After this code, the memory usage increases:
models.prefetch_related_objects(chunk, *prefetch_fields)
Django seems not release the cache, how to release the cache explicitly?
Hi, please show your models, templates, views in order to understand your problem.
Until then try something like that with cache.clear():
from django.core.cache import cache
# Your code
models.prefetch_related_objects(chunk, *prefetch_fields)
# Clear the cache explicitly
cache.clear()
Tried cache.clear(), that didn’t work.
The purpose of my code is to export a large amount of data from Database (PostgreSQL), the problem is that the memory increases based on the size of the data to export, and after completing the export, the memory is still not released. Each row of the data exported is large, contains large arrays.
Tried to release the cache for the model, but failed:
cache.clear()
or models._prefetched_objects_cache = {}
code snippets:
from django.db import models
...
dump(export.zip_handle, export.filename, chunk_count, _iter_data(
progress=progress,
counts_offset=counts_offset,
counts_total=counts_total,
qs=export.qs,
))
...
def _iter_data(
*,
progress: models.TaskProgress,
counts_offset: int,
counts_total: int,
qs: models.QuerySet,
) -> Iterable[list[models.Model]]:
"""
Iterates over the given queryset in efficient chunks.
"""
paginator = Paginator(qs, settings.SAFE_PAGE_SIZE)
# Fetch chunked.
n = 0
for page_number in paginator.page_range:
page = paginator.page(page_number)
yield page.object_list
# Report progress.
n += len(page.object_list)
progress.set(int((counts_offset + n) / counts_total * 100))
def dump(self, zip_handle: AESZipFile, filename: str, chunk_count: int,
chunks: Iterable[Sequence[models.T]]) -> None:
def do_dump() -> Iterable[Iterable[dict[str, Any]]]:
serializer = self.get_serializer()
prefetch_fields = serializer.get_prefetch_fields(key_only=True)
for chunk in chunks:
models.prefetch_related_objects(chunk, *prefetch_fields)
yield map(serializer.to_representation, chunk)
# Tried to release the cache for the model, but failed
models._prefetched_objects_cache = {}
self.encode(zip_handle, filename, chunk_count, do_dump())
def encode(self, zip_handle: AESZipFile, filename: str, chunk_count: int,
chunks: Iterable[Iterable[dict[str, Any]]]) -> None:
path = pathlib.Path(filename)
index_digits = len(str(chunk_count))
csv_fields = self._csv_fields
dumps = json.dumps
index = 1
for chunk in chunks:
chunk_filename = filename if index == 1 else f"{path.stem}_{index:0{index_digits}}{path.suffix}"

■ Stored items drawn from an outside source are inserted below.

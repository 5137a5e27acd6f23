use anyhow::Result;
use serde::{Deserialize, Serialize};
use std::path::{Path, PathBuf};
use std::sync::Arc;
use tauri::Manager;
use tracing::{error, info};

use crate::assets::{save_image_to_disk, ImageAsset};
use crate::gemini::GeminiClient;
use crate::logging::init_logging;
use crate::session::{SessionController, SessionView};
use crate::settings::{ensure_settings_file, Settings};
use crate::utils::{ensure_data_dir, log_dir};

#[derive(Clone)]
struct AppState {
    session: Arc<SessionController<GeminiClient>>,
    data_dir: PathBuf,
}

#[derive(Debug, Serialize, Deserialize)]
struct AppHealth {
    ok: bool,
    data_dir: String,
    model: String,
}

// ===== Tauri Commands =====

#[tauri::command]
async fn health(state: tauri::State<'_, AppState>) -> Result<AppHealth, String> {
    Ok(AppHealth {
        ok: true,
        data_dir: state.data_dir.display().to_string(),
        model: state.session.editor().model().to_string(),
    })
}

#[tauri::command]
fn get_session(state: tauri::State<'_, AppState>) -> SessionView {
    state.session.snapshot()
}

/// Accepts a selected image and lets the asset protocol serve that one file
/// for its preview. The configured scope is empty.
fn select_image(app: &tauri::AppHandle, path: String) -> Result<ImageAsset, String> {
    let asset = ImageAsset::from_path(path).map_err(|e| e.user_message())?;
    if let Some(file) = asset.file_path() {
        app.asset_protocol_scope()
            .allow_file(file)
            .map_err(|e| e.to_string())?;
    }
    Ok(asset)
}

#[tauri::command]
fn set_primary_image(
    app: tauri::AppHandle,
    state: tauri::State<'_, AppState>,
    path: String,
) -> Result<SessionView, String> {
    let asset = select_image(&app, path)?;
    Ok(state.session.set_primary_image(asset))
}

#[tauri::command]
fn set_garment_image(
    app: tauri::AppHandle,
    state: tauri::State<'_, AppState>,
    path: String,
) -> Result<SessionView, String> {
    let asset = select_image(&app, path)?;
    Ok(state.session.set_garment_image(asset))
}

#[tauri::command]
fn clear_garment_image(state: tauri::State<'_, AppState>) -> SessionView {
    state.session.clear_garment_image()
}

#[tauri::command]
fn set_instruction(state: tauri::State<'_, AppState>, instruction: String) -> SessionView {
    state.session.set_instruction(instruction)
}

/// Failures land in the returned view's `error`, not in the command result.
#[tauri::command]
async fn submit(state: tauri::State<'_, AppState>) -> Result<SessionView, String> {
    state.session.submit().await;
    Ok(state.session.snapshot())
}

#[tauri::command]
async fn save_result(state: tauri::State<'_, AppState>, path: String) -> Result<String, String> {
    let image = state
        .session
        .result_image()
        .ok_or_else(|| "no edited image to save".to_string())?;
    let saved = save_image_to_disk(&image, Path::new(&path))
        .await
        .map_err(|e| e.to_string())?;
    info!(path = %saved.display(), "saved edited image");
    Ok(saved.display().to_string())
}

// ===== Startup and Main =====

fn startup(data_dir: PathBuf) -> Result<AppState> {
    ensure_settings_file(&data_dir)?;
    let settings = Settings::from_env(&data_dir)?;
    info!(model = %settings.model, base_url = %settings.api_base_url, "settings loaded");

    Ok(AppState {
        session: Arc::new(SessionController::new(GeminiClient::new(settings))),
        data_dir,
    })
}

#[cfg_attr(mobile, tauri::mobile_entry_point)]
pub fn run() {
    let data_dir = ensure_data_dir().expect("data dir unavailable");
    let _log_guard = init_logging(&log_dir(&data_dir)).expect("logging init failed");

    let state = match startup(data_dir) {
        Ok(state) => state,
        Err(e) => {
            error!(error = %e, "startup failed");
            panic!("startup failed: {e:#}");
        }
    };

    tauri::Builder::default()
        .manage(state)
        .plugin(tauri_plugin_opener::init())
        .invoke_handler(tauri::generate_handler![
            health,
            get_session,
            set_primary_image,
            set_garment_image,
            clear_garment_image,
            set_instruction,
            submit,
            save_result
        ])
        .run(tauri::generate_context!())
        .expect("error while running tauri application");
}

with zip_handle.open(chunk_filename, "w", force_zip64=True) as handle:
with storage.text_wrapper(handle, newline="") as text_handle:
writer = csv.writer(text_handle)
writer.writerow(item[0] for item in csv_fields)
writer.writerows(
(row[field_name] if is_raw else dumps(row[field_name]) for field_name, is_raw in csv_fields)
for row in chunk
)
index += 1
del chunk
del chunks
Where are your models?
Perhaps you could use smaller chunk sizes by limiting the number of objects held in memory at any time.
Something like that:
SAFE_PAGE_SIZE = 100 # Play with this value
def _iter_data(
*,
progress: models.TaskProgress,
counts_offset: int,
counts_total: int,
qs: models.QuerySet,
) -> Iterable[list[models.Model]]:
paginator = Paginator(qs, SAFE_PAGE_SIZE)
n = 0
for page_number in paginator.page_range:
page = paginator.page(page_number)
yield page.object_list
n += len(page.object_list)
progress.set(int((counts_offset + n) / counts_total * 100))